#### TASK INPUT
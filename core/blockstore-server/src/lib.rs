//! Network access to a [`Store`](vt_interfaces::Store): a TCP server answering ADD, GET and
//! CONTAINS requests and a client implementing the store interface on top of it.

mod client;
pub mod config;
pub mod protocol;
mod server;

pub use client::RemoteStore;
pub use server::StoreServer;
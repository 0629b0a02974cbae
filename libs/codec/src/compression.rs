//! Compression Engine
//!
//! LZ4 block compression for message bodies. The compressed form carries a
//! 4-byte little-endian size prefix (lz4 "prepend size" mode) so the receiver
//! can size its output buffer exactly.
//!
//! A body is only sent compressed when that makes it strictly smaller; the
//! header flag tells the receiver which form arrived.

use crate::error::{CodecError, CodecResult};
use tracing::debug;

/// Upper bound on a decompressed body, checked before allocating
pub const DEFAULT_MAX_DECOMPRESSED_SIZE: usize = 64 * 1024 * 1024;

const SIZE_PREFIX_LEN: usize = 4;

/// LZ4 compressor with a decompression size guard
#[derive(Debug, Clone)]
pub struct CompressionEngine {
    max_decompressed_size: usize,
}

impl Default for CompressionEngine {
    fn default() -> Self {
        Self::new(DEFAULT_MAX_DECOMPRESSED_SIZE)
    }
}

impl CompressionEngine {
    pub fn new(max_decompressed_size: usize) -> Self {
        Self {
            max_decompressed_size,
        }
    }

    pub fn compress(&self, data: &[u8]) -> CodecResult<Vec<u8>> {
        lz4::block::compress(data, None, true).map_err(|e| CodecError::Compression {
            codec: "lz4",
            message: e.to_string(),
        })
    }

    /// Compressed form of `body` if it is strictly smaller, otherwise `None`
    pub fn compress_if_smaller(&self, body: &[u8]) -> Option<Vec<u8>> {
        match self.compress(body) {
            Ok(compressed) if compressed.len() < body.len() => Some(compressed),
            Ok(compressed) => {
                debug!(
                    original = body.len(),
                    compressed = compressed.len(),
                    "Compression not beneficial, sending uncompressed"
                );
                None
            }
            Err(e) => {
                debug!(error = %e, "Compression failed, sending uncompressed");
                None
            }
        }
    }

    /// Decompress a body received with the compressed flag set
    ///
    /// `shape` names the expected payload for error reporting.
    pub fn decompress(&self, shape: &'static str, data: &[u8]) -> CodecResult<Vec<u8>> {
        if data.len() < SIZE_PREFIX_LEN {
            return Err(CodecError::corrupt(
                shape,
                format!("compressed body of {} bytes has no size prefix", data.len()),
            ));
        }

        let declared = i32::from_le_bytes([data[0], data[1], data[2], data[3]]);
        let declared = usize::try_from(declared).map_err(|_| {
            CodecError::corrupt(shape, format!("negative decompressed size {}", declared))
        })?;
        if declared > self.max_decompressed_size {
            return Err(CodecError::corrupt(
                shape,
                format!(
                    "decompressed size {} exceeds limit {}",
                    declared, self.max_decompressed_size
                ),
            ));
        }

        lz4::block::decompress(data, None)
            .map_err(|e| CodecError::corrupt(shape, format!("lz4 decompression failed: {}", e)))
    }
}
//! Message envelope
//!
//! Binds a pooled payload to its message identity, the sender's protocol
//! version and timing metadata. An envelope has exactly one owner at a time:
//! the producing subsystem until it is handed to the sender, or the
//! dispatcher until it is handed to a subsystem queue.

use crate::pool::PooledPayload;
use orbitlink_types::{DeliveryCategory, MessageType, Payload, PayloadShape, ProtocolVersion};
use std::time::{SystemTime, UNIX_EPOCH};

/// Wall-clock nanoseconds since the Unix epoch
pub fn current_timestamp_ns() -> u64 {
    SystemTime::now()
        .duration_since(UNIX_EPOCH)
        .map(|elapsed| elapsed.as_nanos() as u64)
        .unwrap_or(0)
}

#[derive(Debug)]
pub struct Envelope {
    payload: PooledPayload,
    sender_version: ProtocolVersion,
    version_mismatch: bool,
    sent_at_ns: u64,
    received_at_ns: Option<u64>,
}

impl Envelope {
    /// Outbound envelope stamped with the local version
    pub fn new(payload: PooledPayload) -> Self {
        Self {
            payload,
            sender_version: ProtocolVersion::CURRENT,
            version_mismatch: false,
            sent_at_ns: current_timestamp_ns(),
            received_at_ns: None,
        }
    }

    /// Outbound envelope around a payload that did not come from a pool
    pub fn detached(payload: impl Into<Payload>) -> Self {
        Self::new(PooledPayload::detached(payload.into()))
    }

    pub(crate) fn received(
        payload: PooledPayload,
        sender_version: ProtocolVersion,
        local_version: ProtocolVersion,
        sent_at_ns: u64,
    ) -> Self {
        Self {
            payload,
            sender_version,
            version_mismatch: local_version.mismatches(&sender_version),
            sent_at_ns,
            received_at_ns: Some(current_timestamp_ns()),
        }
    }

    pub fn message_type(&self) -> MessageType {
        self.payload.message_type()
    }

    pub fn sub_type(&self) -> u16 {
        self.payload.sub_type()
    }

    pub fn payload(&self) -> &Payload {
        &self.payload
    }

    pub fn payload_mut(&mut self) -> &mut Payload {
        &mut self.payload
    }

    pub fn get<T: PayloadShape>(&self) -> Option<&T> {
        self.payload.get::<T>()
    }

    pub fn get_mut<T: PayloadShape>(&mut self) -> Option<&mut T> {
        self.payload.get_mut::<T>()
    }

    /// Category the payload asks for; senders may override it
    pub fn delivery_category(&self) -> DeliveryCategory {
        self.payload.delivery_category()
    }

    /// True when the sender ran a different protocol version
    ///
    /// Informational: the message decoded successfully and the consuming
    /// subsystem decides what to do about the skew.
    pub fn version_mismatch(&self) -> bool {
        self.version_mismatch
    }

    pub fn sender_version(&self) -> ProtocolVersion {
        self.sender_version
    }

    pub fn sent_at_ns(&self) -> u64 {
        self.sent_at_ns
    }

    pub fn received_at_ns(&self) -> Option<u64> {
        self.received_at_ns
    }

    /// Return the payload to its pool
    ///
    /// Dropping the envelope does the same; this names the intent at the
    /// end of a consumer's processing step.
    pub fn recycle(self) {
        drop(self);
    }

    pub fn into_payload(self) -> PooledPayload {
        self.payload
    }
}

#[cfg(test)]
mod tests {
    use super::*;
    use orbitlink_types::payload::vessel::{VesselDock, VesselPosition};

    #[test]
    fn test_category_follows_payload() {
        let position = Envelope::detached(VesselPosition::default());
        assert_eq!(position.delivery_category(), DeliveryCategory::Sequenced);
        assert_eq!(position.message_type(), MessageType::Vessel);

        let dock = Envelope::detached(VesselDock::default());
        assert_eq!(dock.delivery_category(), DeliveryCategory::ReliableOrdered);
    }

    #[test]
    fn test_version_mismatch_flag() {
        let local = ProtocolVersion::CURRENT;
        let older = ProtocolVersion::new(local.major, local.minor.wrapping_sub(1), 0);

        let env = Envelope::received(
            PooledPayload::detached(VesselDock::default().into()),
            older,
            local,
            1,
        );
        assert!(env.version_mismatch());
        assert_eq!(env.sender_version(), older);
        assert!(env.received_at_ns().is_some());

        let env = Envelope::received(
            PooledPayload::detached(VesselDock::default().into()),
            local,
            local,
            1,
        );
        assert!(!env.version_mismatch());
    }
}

#### INSTRUCTIONS TO FOLLOW
Give the entries again, every one of them exactly.

#### WORKED SOLUTION
filename core/blockstore-server/src/lib.rs
//! Network access to a [`Store`](vt_interfaces::Store): a TCP server answering ADD, GET and
//! CONTAINS requests and a client implementing the store interface on top of it.

mod client;
pub mod config;
pub mod protocol;
mod server;

pub use client::RemoteStore;
pub use server::StoreServer;
repository 0629b0a02974cbae
filename libs/codec/src/compression.rs
//! Compression Engine
//!
//! LZ4 block compression for message bodies. The compressed form carries a
//! 4-byte little-endian size prefix (lz4 "prepend size" mode) so the receiver
//! can size its output buffer exactly.
//!
//! A body is only sent compressed when that makes it strictly smaller; the
//! header flag tells the receiver which form arrived.

use crate::error::{CodecError, CodecResult};
use tracing::debug;

/// Upper bound on a decompressed body, checked before allocating
pub const DEFAULT_MAX_DECOMPRESSED_SIZE: usize = 64 * 1024 * 1024;

const SIZE_PREFIX_LEN: usize = 4;

/// LZ4 compressor with a decompression size guard
#[derive(Debug, Clone)]
pub struct CompressionEngine {
    max_decompressed_size: usize,
}

impl Default for CompressionEngine {
    fn default() -> Self {
        Self::new(DEFAULT_MAX_DECOMPRESSED_SIZE)
    }
}

impl CompressionEngine {
    pub fn new(max_decompressed_size: usize) -> Self {
        Self {
            max_decompressed_size,
        }
    }

    pub fn compress(&self, data: &[u8]) -> CodecResult<Vec<u8>> {
        lz4::block::compress(data, None, true).map_err(|e| CodecError::Compression {
            codec: "lz4",
            message: e.to_string(),
        })
    }

    /// Compressed form of `body` if it is strictly smaller, otherwise `None`
    pub fn compress_if_smaller(&self, body: &[u8]) -> Option<Vec<u8>> {
        match self.compress(body) {
            Ok(compressed) if compressed.len() < body.len() => Some(compressed),
            Ok(compressed) => {
                debug!(
                    original = body.len(),
                    compressed = compressed.len(),
                    "Compression not beneficial, sending uncompressed"
                );
                None
            }
            Err(e) => {
                debug!(error = %e, "Compression failed, sending uncompressed");
                None
            }
        }
    }

    /// Decompress a body received with the compressed flag set
    ///
    /// `shape` names the expected payload for error reporting.
    pub fn decompress(&self, shape: &'static str, data: &[u8]) -> CodecResult<Vec<u8>> {
        if data.len() < SIZE_PREFIX_LEN {
            return Err(CodecError::corrupt(
                shape,
                format!("compressed body of {} bytes has no size prefix", data.len()),
            ));
        }

        let declared = i32::from_le_bytes([data[0], data[1], data[2], data[3]]);
        let declared = usize::try_from(declared).map_err(|_| {
            CodecError::corrupt(shape, format!("negative decompressed size {}", declared))
        })?;
        if declared > self.max_decompressed_size {
            return Err(CodecError::corrupt(
                shape,
                format!(
                    "decompressed size {} exceeds limit {}",
                    declared, self.max_decompressed_size
                ),
            ));
        }

        lz4::block::decompress(data, None)
            .map_err(|e| CodecError::corrupt(shape, format!("lz4 decompression failed: {}", e)))
    }
}
//! Message envelope
//!
//! Binds a pooled payload to its message identity, the sender's protocol
//! version and timing metadata. An envelope has exactly one owner at a time:
//! the producing subsystem until it is handed to the sender, or the
//! dispatcher until it is handed to a subsystem queue.

use crate::pool::PooledPayload;
use orbitlink_types::{DeliveryCategory, MessageType, Payload, PayloadShape, ProtocolVersion};
use std::time::{SystemTime, UNIX_EPOCH};

/// Wall-clock nanoseconds since the Unix epoch
pub fn current_timestamp_ns() -> u64 {
    SystemTime::now()
        .duration_since(UNIX_EPOCH)
        .map(|elapsed| elapsed.as_nanos() as u64)
        .unwrap_or(0)
}

#[derive(Debug)]
pub struct Envelope {
    payload: PooledPayload,
    sender_version: ProtocolVersion,
    version_mismatch: bool,
    sent_at_ns: u64,
    received_at_ns: Option<u64>,
}

impl Envelope {
    /// Outbound envelope stamped with the local version
    pub fn new(payload: PooledPayload) -> Self {
        Self {
            payload,
            sender_version: ProtocolVersion::CURRENT,
            version_mismatch: false,
            sent_at_ns: current_timestamp_ns(),
            received_at_ns: None,
        }
    }

    /// Outbound envelope around a payload that did not come from a pool
    pub fn detached(payload: impl Into<Payload>) -> Self {
        Self::new(PooledPayload::detached(payload.into()))
    }

    pub(crate) fn received(
        payload: PooledPayload,
        sender_version: ProtocolVersion,
        local_version: ProtocolVersion,
        sent_at_ns: u64,
    ) -> Self {
        Self {
            payload,
            sender_version,
            version_mismatch: local_version.mismatches(&sender_version),
            sent_at_ns,
            received_at_ns: Some(current_timestamp_ns()),
        }
    }

    pub fn message_type(&self) -> MessageType {
        self.payload.message_type()
    }

    pub fn sub_type(&self) -> u16 {
        self.payload.sub_type()
    }

    pub fn payload(&self) -> &Payload {
        &self.payload
    }

    pub fn payload_mut(&mut self) -> &mut Payload {
        &mut self.payload
    }

    pub fn get<T: PayloadShape>(&self) -> Option<&T> {
        self.payload.get::<T>()
    }

    pub fn get_mut<T: PayloadShape>(&mut self) -> Option<&mut T> {
        self.payload.get_mut::<T>()
    }

    /// Category the payload asks for; senders may override it
    pub fn delivery_category(&self) -> DeliveryCategory {
        self.payload.delivery_category()
    }

    /// True when the sender ran a different protocol version
    ///
    /// Informational: the message decoded successfully and the consuming
    /// subsystem decides what to do about the skew.
    pub fn version_mismatch(&self) -> bool {
        self.version_mismatch
    }

    pub fn sender_version(&self) -> ProtocolVersion {
        self.sender_version
    }

    pub fn sent_at_ns(&self) -> u64 {
        self.sent_at_ns
    }

    pub fn received_at_ns(&self) -> Option<u64> {
        self.received_at_ns
    }

    /// Return the payload to its pool
    ///
    /// Dropping the envelope does the same; this names the intent at the
    /// end of a consumer's processing step.
    pub fn recycle(self) {
        drop(self);
    }

    pub fn into_payload(self) -> PooledPayload {
        self.payload
    }
}

#[cfg(test)]
mod tests {
    use super::*;
    use orbitlink_types::payload::vessel::{VesselDock, VesselPosition};

    #[test]
    fn test_category_follows_payload() {
        let position = Envelope::detached(VesselPosition::default());
        assert_eq!(position.delivery_category(), DeliveryCategory::Sequenced);
        assert_eq!(position.message_type(), MessageType::Vessel);

        let dock = Envelope::detached(VesselDock::default());
        assert_eq!(dock.delivery_category(), DeliveryCategory::ReliableOrdered);
    }

    #[test]
    fn test_version_mismatch_flag() {
        let local = ProtocolVersion::CURRENT;
        let older = ProtocolVersion::new(local.major, local.minor.wrapping_sub(1), 0);

        let env = Envelope::received(
            PooledPayload::detached(VesselDock::default().into()),
            older,
            local,
            1,
        );
        assert!(env.version_mismatch());
        assert_eq!(env.sender_version(), older);
        assert!(env.received_at_ns().is_some());

        let env = Envelope::received(
            PooledPayload::detached(VesselDock::default().into()),
            local,
            local,
            1,
        );
        assert!(!env.version_mismatch());
    }
}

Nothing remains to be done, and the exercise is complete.